→ **BRIEF**: How many lines in the entries below include the string "pages"? Answer with the number only.

→ **INFORMATION PROVIDED**:
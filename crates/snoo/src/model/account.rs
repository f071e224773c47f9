//! User account record (kind `t2`).

use serde::{Deserialize, Serialize};
use serde_with::{DefaultOnNull, serde_as};

use super::Created;
use crate::thing::Kind;
use crate::types::Fullname;

/// A user account.
///
/// `modhash` is only present when the account is the session's own.
#[serde_as]
#[derive(Debug, Clone, Default, PartialEq, Serialize, Deserialize)]
#[serde(default)]
pub struct Account {
    /// Account id; prefix with `t2_` for the fullname.
    #[serde_as(as = "DefaultOnNull")]
    pub id: String,
    /// User name.
    #[serde_as(as = "DefaultOnNull")]
    pub name: String,
    #[serde_as(as = "DefaultOnNull")]
    pub comment_karma: i64,
    #[serde_as(as = "DefaultOnNull")]
    pub link_karma: i64,
    #[serde(rename = "gold_creddits")]
    pub gold_credits: Option<i64>,
    pub has_mail: Option<bool>,
    pub has_mod_mail: Option<bool>,
    #[serde(rename = "has_verified_email")]
    pub verified_email: Option<bool>,
    #[serde(rename = "hide_from_robots")]
    pub hide_robots: Option<bool>,
    #[serde_as(as = "DefaultOnNull")]
    pub is_friend: bool,
    #[serde_as(as = "DefaultOnNull")]
    pub is_gold: bool,
    #[serde_as(as = "DefaultOnNull")]
    pub is_mod: bool,
    pub over_18: Option<bool>,
    /// Anti-forgery token for the logged-in account.
    pub modhash: Option<String>,
    #[serde(flatten)]
    pub created: Created,
}

impl Account {
    /// The account's fullname, e.g. "t2_1w72".
    pub fn fullname(&self) -> Option<Fullname> {
        Fullname::from_parts(&Kind::Account, &self.id).ok()
    }
}
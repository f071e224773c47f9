//! Listing command implementation.

use anyhow::{Context, Result};
use clap::Args;
use colored::Colorize;
use snoo::{Fullname, Item};

use crate::cli::Config;
use crate::output;
use crate::session;

#[derive(Args, Debug)]
pub struct ListingArgs {
    /// Listing path, e.g. "r/rust/new" or "user/spez/comments"
    pub path: String,

    /// Items per page (0 lets the server choose, at most 100)
    #[arg(long, default_value_t = 25)]
    pub limit: i64,

    /// Number of pages to fetch
    #[arg(long, default_value_t = 1)]
    pub pages: u32,

    /// Page backwards from the newest items instead of forwards
    #[arg(long)]
    pub backward: bool,

    /// Output one JSON record per line
    #[arg(long)]
    pub json: bool,
}

pub async fn run(args: ListingArgs, config: &Config) -> Result<()> {
    let session = session::open(config, false).await?;

    let mut paginator = session.listing(&args.path);
    paginator.set_limit(args.limit);

    if !args.json {
        output::note(&format!("Fetching {}...", paginator.url()));
    }

    for page in 1..=args.pages {
        let items = if args.backward {
            paginator.previous().await
        } else {
            paginator.next().await
        }
        .with_context(|| format!("Failed to fetch page {}", page))?;

        if items.is_empty() {
            if !args.json {
                output::note("No more items");
            }
            break;
        }

        for item in &items {
            print_item(item, args.json)?;
        }
    }

    if !args.json {
        println!();
        let cursor = |name: Option<&Fullname>| name.map_or("-", Fullname::as_str).to_string();
        output::field("After", &cursor(paginator.after()));
        output::field("Before", &cursor(paginator.before()));
        output::field("Count", &paginator.count().to_string());
    }

    Ok(())
}

fn print_item(item: &Item, json: bool) -> Result<()> {
    if json {
        return match item {
            Item::Link(link) => output::json(link),
            Item::Comment(comment) => output::json(comment),
            Item::Account(account) => output::json(account),
        };
    }

    let name = item
        .fullname()
        .map_or_else(|| "?".to_string(), |f| f.to_string());

    match item {
        Item::Link(link) => println!(
            "{} {:>6} {} {}",
            name.dimmed(),
            link.score,
            link.title.bold(),
            format!("(r/{}, {} comments)", link.subreddit, link.num_comments).dimmed()
        ),
        Item::Comment(comment) => println!(
            "{} {:>6} {}: {}",
            name.dimmed(),
            comment.score,
            comment.author.cyan(),
            comment.body.lines().next().unwrap_or("")
        ),
        Item::Account(account) => println!("{} {}", name.dimmed(), account.name),
    }

    Ok(())
}
//! snoo - Session-centric Reddit JSON API client
//!
//! All calls flow through a [`Session`], which holds the session cookie, the
//! modhash and the rate-limit counters. Listings are walked with a
//! [`Paginator`] obtained from the session; responses are decoded from their
//! `{kind, data}` envelopes into [`Item`] variants.
//!
//! # Example
//!
//! ```no_run
//! use snoo::{Credentials, Fullname, Session};
//!
//! # async fn example() -> Result<(), snoo::Error> {
//! let session = Session::new("snoo-example/0.1")?;
//! session.login(&Credentials::new("spez", "hunter2")).await?;
//!
//! let mut front = session.subreddit("rust");
//! front.set_limit(10);
//! for item in front.next().await? {
//!     if let Some(link) = item.as_link() {
//!         println!("{} ({} comments)", link.title, link.num_comments);
//!     }
//! }
//!
//! match session.comment(&Fullname::new("t3_15bfi0")?, "hello").await {
//!     Ok(reply) => println!("posted {}", reply.id),
//!     Err(e) if e.is_ratelimited() => {
//!         let wait = e.as_api_error().map(|a| a.remaining_wait());
//!         println!("rate limited, retry in {:?}", wait);
//!     }
//!     Err(e) => return Err(e),
//! }
//! # Ok(())
//! # }
//! ```

pub mod auth;
pub mod endpoints;
pub mod error;
pub mod model;
pub mod paginator;
pub mod ratelimit;
pub mod reply;
pub mod session;
pub mod thing;
pub mod types;

mod transport;

// Re-export primary types at crate root for convenience
pub use auth::{Credentials, SessionCookie};
pub use error::Error;
pub use model::{Account, Comment, CommentResult, Link};
pub use paginator::{MAX_LIMIT, Paginator};
pub use ratelimit::RateLimit;
pub use reply::{ApiError, ApiReply};
pub use session::Session;
pub use thing::{Item, Kind, Listing, Thing};
pub use types::{ApiUrl, Fullname};

/// Result type alias using the crate's Error type.
pub type Result<T> = std::result::Result<T, Error>;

→ **ANSWER FOR THE TASK**: 3